| TASK STATEMENT |
Determine how many lines below hold the string "RptRates". Reply with the number alone.

| DATA SHOWN |
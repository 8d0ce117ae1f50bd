use bigdecimal::BigDecimal;
use chrono::NaiveDate;
use sqlx::{error::Error, Executor, QueryBuilder, Transaction};

use super::DataBase;
use crate::{
    helpers::Payment_Status,
    model::{Market_Payment, Table},
};

const INSERT_COLUMNS: &str = r#"
    (
        `renter_id`,
        `charge`,
        `period_year`,
        `period_month`,
        `due_date`,
        `amount`,
        `penalty`,
        `discount`,
        `amount_paid`,
        `status`,
        `receipt_id`,
        `paid_on`
    )"#;

const SELECT_COLUMNS: &str = r#"
    SELECT
        `id`,
        `renter_id`,
        `charge`,
        `period_year`,
        `period_month`,
        `due_date`,
        `amount`,
        `penalty`,
        `discount`,
        `amount_paid`,
        `status`,
        `receipt_id`,
        `paid_on`
    FROM `market_payment`
    "#;

impl Table<Market_Payment> {
    async fn push_many<'c, E>(
        &self,
        ignore_duplicates: bool,
        data: &[Market_Payment],
        executor: E,
    ) -> Result<u64, Error>
    where
        E: Executor<'c, Database = DataBase>,
    {
        if data.is_empty() {
            return Ok(0);
        }

        let verb = if ignore_duplicates {
            "INSERT IGNORE INTO"
        } else {
            "INSERT INTO"
        };

        let mut query_builder: QueryBuilder<DataBase> = QueryBuilder::new(
            format!("{} `market_payment` {}", verb, INSERT_COLUMNS),
        );

        query_builder.push_values(data, |mut b, data| {
            b.push_bind(data.renter_id)
                .push_bind(&data.charge)
                .push_bind(data.period_year)
                .push_bind(data.period_month)
                .push_bind(data.due_date)
                .push_bind(&data.amount)
                .push_bind(&data.penalty)
                .push_bind(&data.discount)
                .push_bind(&data.amount_paid)
                .push_bind(&data.status)
                .push_bind(data.receipt_id)
                .push_bind(data.paid_on);
        });

        let result = query_builder.build().execute(executor).await?;
        Ok(result.rows_affected())
    }

    pub async fn insert_many(
        &self,
        data: &[Market_Payment],
        transaction: &mut Transaction<'_, DataBase>,
    ) -> Result<u64, Error> {
        self.push_many(false, data, &mut **transaction).await
    }

    /// Inserts charges that are not billed yet; existing periods are kept as
    /// they are. Returns the number of new rows.
    pub async fn insert_missing(
        &self,
        data: &[Market_Payment],
    ) -> Result<u64, Error> {
        self.push_many(true, data, &self.pool).await
    }

    pub async fn get_by_renter(
        &self,
        renter_id: i64,
    ) -> Result<Vec<Market_Payment>, Error> {
        let sql = format!(
            "{} WHERE `renter_id` = ? ORDER BY `period_year`, `period_month`, `id`",
            SELECT_COLUMNS
        );

        sqlx::query_as(&sql)
            .bind(renter_id)
            .fetch_all(&self.pool)
            .await
    }

    pub async fn lock_charges(
        &self,
        ids: &[i64],
        transaction: &mut Transaction<'_, DataBase>,
    ) -> Result<Vec<Market_Payment>, Error> {
        if ids.is_empty() {
            return Ok(vec![]);
        }

        let mut query_builder: QueryBuilder<DataBase> =
            QueryBuilder::new(format!("{} WHERE `id` IN (", SELECT_COLUMNS));

        let mut separated = query_builder.separated(", ");
        for id in ids {
            separated.push_bind(*id);
        }
        separated.push_unseparated(") ORDER BY `id` FOR UPDATE");

        query_builder
            .build_query_as()
            .fetch_all(&mut **transaction)
            .await
    }

    pub async fn mark_paid_charge(
        &self,
        id: i64,
        penalty: &BigDecimal,
        discount: &BigDecimal,
        amount_paid: &BigDecimal,
        receipt_id: i64,
        paid_on: NaiveDate,
        transaction: &mut Transaction<'_, DataBase>,
    ) -> Result<u64, Error> {
        let result = sqlx::query(
            r#"
            UPDATE `market_payment` SET
                `penalty` = ?,
                `discount` = ?,
                `amount_paid` = ?,
                `status` = ?,
                `receipt_id` = ?,
                `paid_on` = ?
            WHERE `id` = ? AND `status` = ?
            "#,
        )
        .bind(penalty)
        .bind(discount)
        .bind(amount_paid)
        .bind(Payment_Status::Paid.as_str())
        .bind(receipt_id)
        .bind(paid_on)
        .bind(id)
        .bind(Payment_Status::Unpaid.as_str())
        .execute(&mut **transaction)
        .await?;

        Ok(result.rows_affected())
    }

    pub async fn outstanding_by_year(
        &self,
        period_year: i32,
    ) -> Result<BigDecimal, Error> {
        let (value,): (BigDecimal,) = sqlx::query_as(
            r#"
            SELECT
                COALESCE(SUM(`amount`), 0)
            FROM `market_payment`
            WHERE `period_year` = ? AND `status` = ?
            "#,
        )
        .bind(period_year)
        .bind(Payment_Status::Unpaid.as_str())
        .fetch_one(&self.pool)
        .await?;

        Ok(value)
    }
}
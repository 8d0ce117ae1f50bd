use std::{env, fs, io, ops::Deref, sync::Arc};

use bigdecimal::BigDecimal;

use crate::{
    calculation::{market::MarketTerms, rate, rpt::RptRates},
    dao::get_path,
    error::Error,
    provider::DatabasePool,
};

pub const MIGRATIONS: [&str; 4] = [
    "receipt.sql",
    "rpt.sql",
    "market.sql",
    "business.sql",
];

#[derive(Debug)]
pub struct AppState<T>(Arc<T>);

impl<T> AppState<T> {
    pub fn new(state: T) -> AppState<T> {
        AppState(Arc::new(state))
    }
}

impl<T> Clone for AppState<T> {
    fn clone(&self) -> AppState<T> {
        AppState(Arc::clone(&self.0))
    }
}

impl<T> Deref for AppState<T> {
    type Target = Arc<T>;

    fn deref(&self) -> &Arc<T> {
        &self.0
    }
}

#[derive(Debug)]
pub struct State {
    pub config: Config,
    pub database: DatabasePool,
}

impl State {
    pub async fn new(
        config: Config,
        database: DatabasePool,
    ) -> Result<State, Error> {
        Self::init_migrations(&database).await?;
        Ok(Self { config, database })
    }

    pub async fn init_migrations(database: &DatabasePool) -> Result<(), Error> {
        let dir = env!("CARGO_MANIFEST_DIR");

        for file in MIGRATIONS {
            let data = get_path(dir, file)?;
            for statement in split_statements(&data) {
                sqlx::query(statement).execute(&database.pool).await?;
            }
            tracing::info!("Applied schema file {}", file);
        }

        Ok(())
    }
}

/// MySQL prepared statements take one statement at a time.
pub fn split_statements(data: &str) -> Vec<&str> {
    data.split(';')
        .map(|s| s.trim())
        .filter(|s| {
            s.lines().any(|line| {
                let line = line.trim();
                !line.is_empty() && !line.starts_with("--")
            })
        })
        .collect()
}

#[derive(Debug, Clone)]
pub struct Config {
    pub database_url: String,
    pub max_connections: u32,
    pub server_host: String,
    pub port: u16,
    pub allowed_origins: Vec<String>,
    pub static_dir: String,
    pub auth: String,
    pub rpt_rates: RptRates,
    pub market_terms: MarketTerms,
}

impl Config {
    pub fn allows_any_origin(&self) -> bool {
        self.allowed_origins.iter().any(|origin| origin == "*")
    }
}

fn var_or(key: &str, default: &str) -> Result<String, Error> {
    match env::var(key) {
        Ok(value) => Ok(value),
        Err(env::VarError::NotPresent) => Ok(default.to_owned()),
        Err(e) => Err(Error::from(e)),
    }
}

fn parse_rate(key: &str, default: &str) -> Result<BigDecimal, Error> {
    let value = var_or(key, default)?;
    rate(&value).map_err(|e| {
        Error::ConfigurationError(format!("{} is not a rate: {}", key, e))
    })
}

pub fn get_configuration() -> Result<Config, Error> {
    let database_url = env::var("DATABASE_URL")?;
    let max_connections: u32 = var_or("MAX_CONNECTIONS", "20")?.parse()?;
    let server_host = env::var("SERVER_HOST")?;
    let port: u16 = env::var("PORT")?.parse()?;
    let allowed_origins = env::var("ALLOWED_ORIGINS")?
        .split(',')
        .map(|item| item.trim().to_owned())
        .filter(|item| !item.is_empty())
        .collect::<Vec<String>>();
    let static_dir = format!(
        "{}/{}",
        env!("CARGO_MANIFEST_DIR"),
        var_or("STATIC_DIRECTORY", "public")?
    );
    let auth = env::var("AUTH")?;

    if auth.is_empty() {
        return Err(Error::ConfigurationError(String::from(
            "AUTH must not be empty",
        )));
    }

    let rpt_rates = RptRates {
        basic_rate: parse_rate("RPT_BASIC_RATE", "0.01")?,
        sef_rate: parse_rate("RPT_SEF_RATE", "0.01")?,
        penalty_rate: parse_rate("RPT_PENALTY_RATE", "0.02")?,
        penalty_cap: parse_rate("RPT_PENALTY_CAP", "0.72")?,
        advance_discount: parse_rate("RPT_ADVANCE_DISCOUNT", "0.10")?,
    };

    let due_day: u32 = var_or("MARKET_DUE_DAY", "20")?.parse()?;
    if !(1..=31).contains(&due_day) {
        return Err(Error::ConfigurationError(format!(
            "MARKET_DUE_DAY out of range: {}",
            due_day
        )));
    }

    let market_terms = MarketTerms {
        security_bond_months: var_or("MARKET_SECURITY_BOND_MONTHS", "3")?
            .parse()?,
        due_day,
        surcharge_rate: parse_rate("MARKET_SURCHARGE_RATE", "0.25")?,
    };

    let config = Config {
        database_url,
        max_connections,
        server_host,
        port,
        allowed_origins,
        static_dir,
        auth,
        rpt_rates,
        market_terms,
    };

    Ok(config)
}

pub fn set_configuration() -> Result<(), Error> {
    let config_file: &str = ".env";

    let directory = env!("CARGO_MANIFEST_DIR");
    let path = format!("{}/{}", directory, config_file);

    let config_string = match fs::read_to_string(&path) {
        Ok(data) => data,
        Err(e) if e.kind() == io::ErrorKind::NotFound => {
            tracing::info!("No {} found, using the process environment", path);
            return Ok(());
        },
        Err(e) => return Err(Error::from(e)),
    };
    for (key, value) in parse_config_string(&config_string) {
        if env::var_os(key).is_none() {
            env::set_var(key, value);
        }
    }

    Ok(())
}

/// `KEY=VALUE` pairs of an env file. Comments and lines without `=` are
/// skipped.
pub fn parse_config_string(config: &str) -> Vec<(&str, &str)> {
    config
        .lines()
        .map(|s| s.trim())
        .filter(|s| !s.is_empty() && !s.starts_with('#'))
        .filter_map(|s| s.split_once('='))
        .map(|(k, v)| (k.trim(), v.trim()))
        .filter(|(k, _)| !k.is_empty())
        .collect()
}

#[cfg(test)]
mod tests {
    use super::*;

    #[test]
    fn test_parse_config_string() {
        let data = "# database\nDATABASE_URL=mysql://u:p@localhost/rev?ssl=false\n\nPORT = 8080\nbroken line\n=novalue\n";
        let params = parse_config_string(data);
        assert_eq!(
            params,
            vec![
                ("DATABASE_URL", "mysql://u:p@localhost/rev?ssl=false"),
                ("PORT", "8080"),
            ]
        );
    }

    #[test]
    fn test_split_statements() {
        let data = r#"
            -- receipts
            CREATE TABLE IF NOT EXISTS `a` (`id` INT);

            CREATE TABLE IF NOT EXISTS `b` (`id` INT);
            -- trailing comment
        "#;
        let statements = split_statements(data);
        assert_eq!(statements.len(), 2);
        assert!(statements[1].ends_with("(`id` INT)"));
    }

    #[test]
    fn test_migration_files_exist() {
        let dir = env!("CARGO_MANIFEST_DIR");
        for file in MIGRATIONS {
            let data = get_path(dir, file).unwrap();
            assert!(!split_statements(&data).is_empty(), "{} is empty", file);
        }
    }
}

| ANSWER |
3